WHAT THIS TASK INVOLVES: Each line below that contains "source" should be counted. Give only the total.

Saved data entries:
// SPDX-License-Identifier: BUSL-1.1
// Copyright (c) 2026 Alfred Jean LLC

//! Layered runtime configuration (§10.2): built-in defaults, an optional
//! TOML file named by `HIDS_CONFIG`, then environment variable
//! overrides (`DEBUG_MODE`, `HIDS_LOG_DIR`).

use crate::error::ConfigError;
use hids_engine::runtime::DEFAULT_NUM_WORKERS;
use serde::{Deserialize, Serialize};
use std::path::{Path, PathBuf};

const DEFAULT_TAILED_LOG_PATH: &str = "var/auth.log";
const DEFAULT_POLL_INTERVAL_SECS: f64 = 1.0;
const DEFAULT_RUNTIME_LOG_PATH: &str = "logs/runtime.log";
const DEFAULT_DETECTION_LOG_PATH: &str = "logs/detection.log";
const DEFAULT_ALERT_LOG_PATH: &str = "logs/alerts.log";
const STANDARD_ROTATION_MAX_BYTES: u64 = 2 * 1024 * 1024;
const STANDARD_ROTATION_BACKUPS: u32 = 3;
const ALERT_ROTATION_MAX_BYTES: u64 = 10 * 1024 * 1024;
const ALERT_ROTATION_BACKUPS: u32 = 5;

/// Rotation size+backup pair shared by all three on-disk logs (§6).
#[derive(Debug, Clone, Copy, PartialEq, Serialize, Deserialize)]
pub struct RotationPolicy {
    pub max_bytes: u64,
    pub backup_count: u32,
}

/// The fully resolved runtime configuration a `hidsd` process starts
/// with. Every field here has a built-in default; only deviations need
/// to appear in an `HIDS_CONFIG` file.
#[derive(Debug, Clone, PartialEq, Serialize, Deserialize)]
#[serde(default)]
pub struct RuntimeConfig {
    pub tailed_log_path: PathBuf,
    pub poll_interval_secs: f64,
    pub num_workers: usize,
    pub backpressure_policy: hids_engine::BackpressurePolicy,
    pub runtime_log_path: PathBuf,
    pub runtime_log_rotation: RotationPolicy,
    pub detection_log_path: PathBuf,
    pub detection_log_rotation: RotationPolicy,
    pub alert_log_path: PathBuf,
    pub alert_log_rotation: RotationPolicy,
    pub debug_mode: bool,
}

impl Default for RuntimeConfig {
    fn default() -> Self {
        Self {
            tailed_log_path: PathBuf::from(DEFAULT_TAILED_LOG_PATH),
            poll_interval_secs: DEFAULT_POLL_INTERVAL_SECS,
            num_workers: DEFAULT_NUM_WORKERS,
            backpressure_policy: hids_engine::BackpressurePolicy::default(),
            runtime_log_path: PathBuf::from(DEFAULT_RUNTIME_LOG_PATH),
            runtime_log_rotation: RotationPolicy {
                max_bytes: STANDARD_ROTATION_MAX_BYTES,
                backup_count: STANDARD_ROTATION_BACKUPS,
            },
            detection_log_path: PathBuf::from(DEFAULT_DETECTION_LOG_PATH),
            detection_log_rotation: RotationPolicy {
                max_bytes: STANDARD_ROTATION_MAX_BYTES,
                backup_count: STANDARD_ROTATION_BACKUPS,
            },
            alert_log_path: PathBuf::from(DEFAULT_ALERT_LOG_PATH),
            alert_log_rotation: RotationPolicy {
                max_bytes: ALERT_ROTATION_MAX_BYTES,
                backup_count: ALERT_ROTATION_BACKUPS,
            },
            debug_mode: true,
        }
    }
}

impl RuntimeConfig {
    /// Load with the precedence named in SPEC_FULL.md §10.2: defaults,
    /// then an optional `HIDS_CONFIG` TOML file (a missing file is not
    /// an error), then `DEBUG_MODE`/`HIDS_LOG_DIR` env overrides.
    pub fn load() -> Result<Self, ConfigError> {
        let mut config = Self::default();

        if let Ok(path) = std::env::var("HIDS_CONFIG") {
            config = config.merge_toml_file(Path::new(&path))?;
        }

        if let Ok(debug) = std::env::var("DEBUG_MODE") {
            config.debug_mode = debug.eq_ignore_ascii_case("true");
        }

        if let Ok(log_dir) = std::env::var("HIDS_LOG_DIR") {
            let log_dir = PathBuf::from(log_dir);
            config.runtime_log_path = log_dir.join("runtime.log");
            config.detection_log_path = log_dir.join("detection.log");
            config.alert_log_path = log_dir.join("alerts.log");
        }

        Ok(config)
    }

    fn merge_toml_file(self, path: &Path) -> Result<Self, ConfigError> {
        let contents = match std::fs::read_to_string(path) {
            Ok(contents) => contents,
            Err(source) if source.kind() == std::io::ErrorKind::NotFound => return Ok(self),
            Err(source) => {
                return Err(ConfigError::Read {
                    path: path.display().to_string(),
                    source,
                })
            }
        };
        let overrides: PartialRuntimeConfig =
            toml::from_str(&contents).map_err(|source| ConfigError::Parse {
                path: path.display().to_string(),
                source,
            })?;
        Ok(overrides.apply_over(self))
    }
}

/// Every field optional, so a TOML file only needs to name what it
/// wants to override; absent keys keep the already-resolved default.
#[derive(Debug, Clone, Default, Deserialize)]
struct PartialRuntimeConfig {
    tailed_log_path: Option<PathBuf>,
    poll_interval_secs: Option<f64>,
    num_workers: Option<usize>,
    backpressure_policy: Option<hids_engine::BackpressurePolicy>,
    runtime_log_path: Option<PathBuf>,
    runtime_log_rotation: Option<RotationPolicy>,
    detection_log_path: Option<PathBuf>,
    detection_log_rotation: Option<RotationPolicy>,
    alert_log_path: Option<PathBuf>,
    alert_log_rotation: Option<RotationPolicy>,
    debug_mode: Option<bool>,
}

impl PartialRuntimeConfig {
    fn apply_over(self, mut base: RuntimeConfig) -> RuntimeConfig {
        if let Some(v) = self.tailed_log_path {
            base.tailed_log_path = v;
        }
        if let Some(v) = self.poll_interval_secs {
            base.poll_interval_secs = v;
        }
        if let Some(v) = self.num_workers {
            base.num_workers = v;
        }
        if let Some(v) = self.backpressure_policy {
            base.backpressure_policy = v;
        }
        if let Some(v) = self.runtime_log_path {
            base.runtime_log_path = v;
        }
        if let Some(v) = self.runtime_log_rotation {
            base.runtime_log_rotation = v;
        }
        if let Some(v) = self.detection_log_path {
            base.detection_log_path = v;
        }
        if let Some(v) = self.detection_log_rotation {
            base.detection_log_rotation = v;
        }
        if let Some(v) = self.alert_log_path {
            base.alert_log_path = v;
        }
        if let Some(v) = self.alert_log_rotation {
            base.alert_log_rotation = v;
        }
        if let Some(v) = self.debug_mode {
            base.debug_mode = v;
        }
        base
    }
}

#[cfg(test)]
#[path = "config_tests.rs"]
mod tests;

RESULT OF THIS TASK: 5